Washington and San Francisco

Rosalind Solomon and Richard Avedon

The Corcoran Gallery of Art and Sander Gallery; University Art Museum, Berkeley and Stephen Wirtz Gallery

“I really disapprove of photographing celebrities or known beauties,” Walker Evans once said. “You just get the celebrity ready-made in front of you, push the button, and you’ve got something everybody wants to see. It’s much too easy to do. . . . The moment you do something at an editor’s request or because that person is famous, you’re doing journalism. And the trick is knowing the people who are getting done, not doing the picture at all.” So much for Richard Avedon and Rosalind Solomon, whose reputations as photographers depend on just the sort of picture Evans rules out. Evans goes too far when he implies that it is not only the subject’s celebrity but the picture itself which is “ready-made.” He is suggesting that anybody could make pictures with such subjects, which isn’t true. But I bring up Evans because I think that when he criticizes celebrity portraits as “something everybody wants to see,” he touches a sore spot. He makes a point which Solomon and Avedon are both eager to refute or, failing that, evade. The point is that celebrities always steal the show. They certainly steal the four shows under discussion here.

Perhaps it’s unfair to say that Solomon and Avedon want to evade this fact, but they at least try to play it down. Avedon’s retrospective combines four earlier shows—the Minneapolis Art Institute, The Museum of Modern Art, the Marlborough Gallery, and the Metropolitan Museum—allowing examples of every kind of photograph he has taken to stand side by side. “I’ve always known what the connections were among the different kinds of photography I’ve done,” he told me. “This retrospective lets me show the integration in my work.” The implication that all aspects of his work are made equal by the Berkeley retrospective just isn’t born out when you look at the pictures. When Avedon puts his anguished portrait of Ezra Pound on the wall near an early series he took in a mental institution, your eye goes straight to Pound, and stays there. The same thing happens with Solomon’s work. From 1977 until 1979, her husband held a position in the Carter administration, which gave her entrée to subjects ranging from Joan Mondale to Chief Justice Burger. Although she includes other bodies of work in her shows—some nudes, a series from a women’s prison, etc.—it is the political portraits that get our attention.
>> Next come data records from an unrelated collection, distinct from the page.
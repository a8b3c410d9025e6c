//! Prints summaries for the built-in sample packages.
//!
//! Run with:
//! ```
//! cargo run -p fitness --bin fitness-report
//! REPORT_FORMAT=json cargo run -p fitness --bin fitness-report
//! ```

use std::env;

use anyhow::bail;
use fitness::prelude::*;
use tracing_subscriber::EnvFilter;

const SAMPLE_PACKAGES: &[(&str, &[f64])] = &[
    ("SWM", &[720.0, 1.0, 80.0, 25.0, 40.0]),
    ("RUN", &[15000.0, 1.0, 75.0]),
    ("WLK", &[9000.0, 1.0, 75.0, 180.0]),
];

#[derive(Debug, Clone, Copy)]
enum OutputFormat {
    Text,
    Json,
}

fn output_format() -> anyhow::Result<OutputFormat> {
    match env::var("REPORT_FORMAT").as_deref() {
        Err(_) | Ok("text") => Ok(OutputFormat::Text),
        Ok("json") => Ok(OutputFormat::Json),
        Ok(other) => bail!("unsupported REPORT_FORMAT {other:?}, expected \"text\" or \"json\""),
    }
}

fn main() -> anyhow::Result<()> {
    tracing_subscriber::fmt()
        .with_env_filter(
            EnvFilter::try_from_default_env().unwrap_or_else(|_| EnvFilter::new("info")),
        )
        .init();

    let format = output_format()?;
    tracing::info!("Summarizing {} sample packages", SAMPLE_PACKAGES.len());

    let mut failures = 0;
    for (code, data) in SAMPLE_PACKAGES {
        let report = match read_package(code, data).and_then(|workout| workout.summarize()) {
            Ok(report) => report,
            Err(e) => {
                tracing::error!("Failed to summarize {code} package: {e}");
                failures += 1;
                continue;
            }
        };

        match format {
            OutputFormat::Text => println!("{}", report.render()),
            OutputFormat::Json => println!("{}", serde_json::to_string(&report)?),
        }
    }

    if failures > 0 {
        bail!("{failures} package(s) could not be summarized");
    }
    Ok(())
}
I suspect, in fact, that they are what got her the shows. She seems defensive about this. In a vein similar to Avedon’s, she told me, “Let people make whatever they want of the Washington portraits. They’re only a part of my work.” Maybe. But the Corcoran can hardly have been indifferent to the fact that these pictures are a drawing card. They are Solomon’s edge over other photographers of comparable experience and talent. The truth is that they are the best work in these two shows. With every other subject she approaches, she seems to be figuring out how to apply the lessons of these portraits. But even if her other work were as good, I don’t think it would have earned her such a prestigious show. It’s not an accident that Solomon should get this break in Washington, where the celebrities she covers are local celebrities.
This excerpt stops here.